China’s Growing Militarization Of The South China Sea


On Friday May 18, China increased its military presence in the South China Sea. A Chinese H-6K bomber plane landed on the largest of the Paracel group of Islands, the Woody island. These islands have long been claimed by numerous surrounding countries including China, Vietnam, Malaysia, and Brunei. China has slowly been increasing its military presence around the islands in order to forcefully assert its claim. China has been internationally condemned in the past for creating new islands through land reclamation. The idea behind the military presence and land reclamation is for China to soon claim the area as theirs, alienating all other nations in the dispute.

Two years ago, China was under deep scrutiny for building a runway on of the islands. Earlier this year, China had also deployed “surface to air as well as cruise missiles” off the coast of the Philippines in the Spratly Islands. In regards to the most recent military development in the area, according to Wall Street Journal, the official statement from the Chinese Airforce said that this H-6K plane was to “help improve actual combat capabilities in responding to various security threats at sea.”

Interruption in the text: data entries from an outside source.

use std::collections::{BTreeSet, HashMap};
use std::time::Duration;

use async_trait::async_trait;
use reqwest::Client;
use serde::Deserialize;

use super::ServiceRegistry;
use crate::types::{ServiceRecord, Snapshot};
use crate::{AppError, Result};

const REQUEST_TIMEOUT: Duration = Duration::from_secs(10);
const TOKEN_HEADER: &str = "X-Consul-Token";

/// Local Consul agent over its HTTP API.
pub struct ConsulRegistry {
    client: Client,
    base_url: String,
    token: Option<String>,
}

#[derive(Debug, Deserialize)]
#[serde(rename_all = "PascalCase")]
struct AgentService {
    #[serde(rename = "ID")]
    id: String,
    service: String,
    #[serde(default)]
    tags: Option<Vec<String>>,
    #[serde(default)]
    address: String,
    #[serde(default)]
    port: u16,
}

#[derive(Debug, Deserialize)]
struct AgentSelf {
    #[serde(rename = "Config")]
    config: AgentSelfConfig,
}

#[derive(Debug, Deserialize)]
struct AgentSelfConfig {
    #[serde(rename = "NodeName")]
    node_name: String,
}

impl ConsulRegistry {
    pub fn new(addr: &str, token: Option<String>) -> Result<Self> {
        let client = Client::builder()
            .user_agent(concat!("dd-service-sync/", env!("CARGO_PKG_VERSION")))
            .timeout(REQUEST_TIMEOUT)
            .build()
            .map_err(|e| AppError::Registry(format!("Could not build HTTP client: {}", e)))?;

        Ok(Self {
            client,
            base_url: base_url(addr),
            token,
        })
    }

    async fn get<T: for<'de> Deserialize<'de>>(&self, path: &str) -> Result<T> {
        let url = format!("{}{}", self.base_url, path);
        let mut request = self.client.get(&url);
        if let Some(token) = &self.token {
            request = request.header(TOKEN_HEADER, token);
        }

        let response = request
            .send()
            .await
            .and_then(|r| r.error_for_status())
            .map_err(|e| AppError::Registry(format!("GET {}: {}", url, e)))?;

        response
            .json::<T>()
            .await
            .map_err(|e| AppError::Registry(format!("Could not decode {}: {}", url, e)))
    }
}

#[async_trait]
impl ServiceRegistry for ConsulRegistry {
    async fn list_services(&self) -> Result<Snapshot> {
        let services: HashMap<String, AgentService> = self.get("/v1/agent/services").await?;
        Ok(services.into_values().map(ServiceRecord::from).collect())
    }

    async fn node_name(&self) -> Result<String> {
        let agent: AgentSelf = self.get("/v1/agent/self").await?;
        Ok(agent.config.node_name)
    }
}

impl From<AgentService> for ServiceRecord {
    fn from(s: AgentService) -> Self {
        ServiceRecord {
            id: s.id,
            name: s.service,
            address: s.address,
            port: s.port,
            tags: s.tags.unwrap_or_default().into_iter().collect::<BTreeSet<_>>(),
        }
    }
}

/// `CONSUL_HTTP_ADDR` may or may not carry a scheme.
fn base_url(addr: &str) -> String {
    let addr = addr.trim_end_matches('/');
    if addr.starts_with("http://") || addr.starts_with("https://") {
        addr.to_string()
    } else {
        format!("http://{}", addr)
    }
}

The South China Sea is a busy trade route frequented by various industrial ships carrying valuable cargo for it lies in the middle of numerous south-east Asian states. The area is said to be rich in natural reserves of oil and gas- making the islands that much more valuable to its neighboring states. The seas are also rich in fish- which has the potential to grow any country’s export economy. Resource exploration in the area has been limited in the area because of the land dispute between the various nations. The aim of the increasing military presence is for china to be able to defend its claim: in order strike missiles at and all that come near the islands.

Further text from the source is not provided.